Osefo’s husband, Edward Osefo, is also enjoying the ride. “And my husband, he’s just super cool, he’s the coolest guy,” Osefo said. “He’s enjoying it, he’s got some feedback, the ladies are loving him, and it’s so funny because people are like ‘oh my God, he’s so handsome,’ and he just smiles about it. He’s funny.”
Osefo Wants To Use Her Platform For Good
Though Osefo already had a platform due to her political work before appearing on The Real Housewives of Potomac, she is excited to use it in a new way to reach a different demographic. “I can tell the Bravoverse to vote, and that’s a whole different demographic,” Osefo said. “I think adding this reality TV segment to my own life, it gives me a larger platform to inform people of social issues…letting people know that their voice is powerful, and doing things like that, I’m really excited about that.”

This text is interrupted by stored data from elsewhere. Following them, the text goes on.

/// Remove the downloaded bundle and the extraction scratch tree.
pub async fn cleanup_temp_files(logger: &TaskLogStore, zip_path: &Path, extract_dir: &Path) {
    const STEP: &str = "deployNew";

    if let Err(e) = tokio::fs::remove_file(zip_path).await {
        if e.kind() != std::io::ErrorKind::NotFound {
            logger.write_step(STEP, "WARNING", &format!("failed to remove bundle: {}", e));
        }
    }
    if let Err(e) = tokio::fs::remove_dir_all(extract_dir).await {
        if e.kind() != std::io::ErrorKind::NotFound {
            logger.write_step(
                STEP,
                "WARNING",
                &format!("failed to remove extraction directory: {}", e),
            );
        }
    }
}

fn copy_dir_all(src: &Path, dst: &Path) -> std::io::Result<()> {
    std::fs::create_dir_all(dst)?;
    for entry in std::fs::read_dir(src)? {
        let entry = entry?;
        let target = dst.join(entry.file_name());
        if entry.file_type()?.is_dir() {
            copy_dir_all(&entry.path(), &target)?;
        } else {
            std::fs::copy(entry.path(), &target)?;
        }
    }
    Ok(())
}

#[cfg(test)]
mod tests {
    use super::*;
    use std::io::Write;

    fn test_logger(dir: &Path) -> TaskLogStore {
        TaskLogStore::new_in(dir, "web-test")
    }

    fn write_zip(path: &Path, entries: &[(&str, &str)]) {
        let file = std::fs::File::create(path).unwrap();
        let mut writer = zip::ZipWriter::new(file);
        let options = zip::write::SimpleFileOptions::default();
        for (name, contents) in entries {
            if name.ends_with('/') {
                writer.add_directory(name.trim_end_matches('/'), options).unwrap();
            } else {
                writer.start_file(*name, options).unwrap();
                writer.write_all(contents.as_bytes()).unwrap();
            }
        }
        writer.finish().unwrap();
    }

    #[test]
    fn test_product_name() {
        assert_eq!(product_name("ysh-web", "", "1.2.3"), "ysh-web-1.2.3.zip");
        assert_eq!(
            product_name("ysh-web", "manager", "1.2.3"),
            "ysh-web-manager-1.2.3.zip"
        );
    }

    #[tokio::test]
    async fn test_extract_finds_nested_dist() {
        let dir = tempfile::tempdir().unwrap();
        let zip_path = dir.path().join("bundle.zip");
        write_zip(
            &zip_path,
            &[
                ("build/", ""),
                ("build/dist/", ""),
                ("build/dist/index.html", "<html></html>"),
            ],
        );

        let logger = test_logger(dir.path());
        let extract_dir = dir.path().join("extract");
        let cancel = CancellationToken::new();
        let dist = extract_product(&cancel, &logger, &zip_path, &extract_dir)
            .await
            .unwrap();

        assert_eq!(dist, extract_dir.join("build").join("dist"));
        assert!(dist.join("index.html").exists());
    }

    #[tokio::test]
    async fn test_extract_falls_back_to_root() {
        let dir = tempfile::tempdir().unwrap();
        let zip_path = dir.path().join("bundle.zip");
        write_zip(&zip_path, &[("index.html", "<html></html>")]);

        let logger = test_logger(dir.path());
        let extract_dir = dir.path().join("extract");
        let cancel = CancellationToken::new();
        let dist = extract_product(&cancel, &logger, &zip_path, &extract_dir)
            .await
            .unwrap();

        assert_eq!(dist, extract_dir);
    }

    #[tokio::test]
    async fn test_backup_and_deploy_round_trip() {
        let dir = tempfile::tempdir().unwrap();
        let logger = test_logger(dir.path());

        let web = dir.path().join("www/site/web");
        std::fs::create_dir_all(&web).unwrap();
        std::fs::write(web.join("old.html"), "old").unwrap();

        let backup = dir.path().join("www/site/web_backup");
        backup_current(&logger, &web, &backup).await.unwrap();
        assert!(!web.exists());
        assert!(backup.join("old.html").exists());

        let dist = dir.path().join("dist");
        std::fs::create_dir_all(&dist).unwrap();
        std::fs::write(dist.join("new.html"), "new").unwrap();

        deploy_new(&logger, &dist, &web).await.unwrap();
        assert!(web.join("new.html").exists());
        assert!(!dist.exists());
    }

    #[tokio::test]
    async fn test_backup_missing_web_dir_is_noop() {
        let dir = tempfile::tempdir().unwrap();
        let logger = test_logger(dir.path());
        backup_current(
            &logger,
            &dir.path().join("absent"),
            &dir.path().join("absent_backup"),
        )
        .await
        .unwrap();
    }

    #[tokio::test]
    async fn test_backup_replaces_previous_backup() {
        let dir = tempfile::tempdir().unwrap();
        let logger = test_logger(dir.path());

        let web = dir.path().join("web");
        let backup = dir.path().join("web_backup");
        std::fs::create_dir_all(&web).unwrap();
        std::fs::write(web.join("current.html"), "current").unwrap();
        std::fs::create_dir_all(&backup).unwrap();
        std::fs::write(backup.join("stale.html"), "stale").unwrap();

        backup_current(&logger, &web, &backup).await.unwrap();
        assert!(backup.join("current.html").exists());
        assert!(!backup.join("stale.html").exists());
    }

    #[tokio::test]
    async fn test_deploy_empty_tree_fails() {
        let dir = tempfile::tempdir().unwrap();
        let logger = test_logger(dir.path());
        let dist = dir.path().join("dist");
        std::fs::create_dir_all(&dist).unwrap();

        let err = deploy_new(&logger, &dist, &dir.path().join("web"))
            .await
            .unwrap_err();
        assert!(matches!(err, AgentError::DeployError(_)));
    }

    #[tokio::test]
    async fn test_restore_backup() {
        let dir = tempfile::tempdir().unwrap();
        let logger = test_logger(dir.path());

        let web = dir.path().join("web");
        let backup = dir.path().join("web_backup");
        std::fs::create_dir_all(&web).unwrap();
        std::fs::write(web.join("broken.html"), "broken").unwrap();
        std::fs::create_dir_all(&backup).unwrap();
        std::fs::write(backup.join("good.html"), "good").unwrap();

        restore_backup(&logger, &backup, &web).await.unwrap();
        assert!(web.join("good.html").exists());
        assert!(!web.join("broken.html").exists());
        assert!(!backup.exists());
    }
}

Osefo is also looking forward to breaking down barriers on the show when it comes to stereotypes that people have about professors. “I think at the end of the day I just want people to know that even though I have my professional side, you guys are going to get to know my personal side,” Osefo said. “Whether you’re a professor or political commentator, you still go home and you still have a family. What does that look like? Even if you’re a professor, you still go out and have drinks with your friends, what does that look like? I think that so many times people have this image of what professors are like, or what commentators are like, and the truth of the matter is we’re human, just like everyone else. I’m excited to break down some of those stereotypes that people have.”
The Real Housewives of Potomac airs Sundays at 9/8c.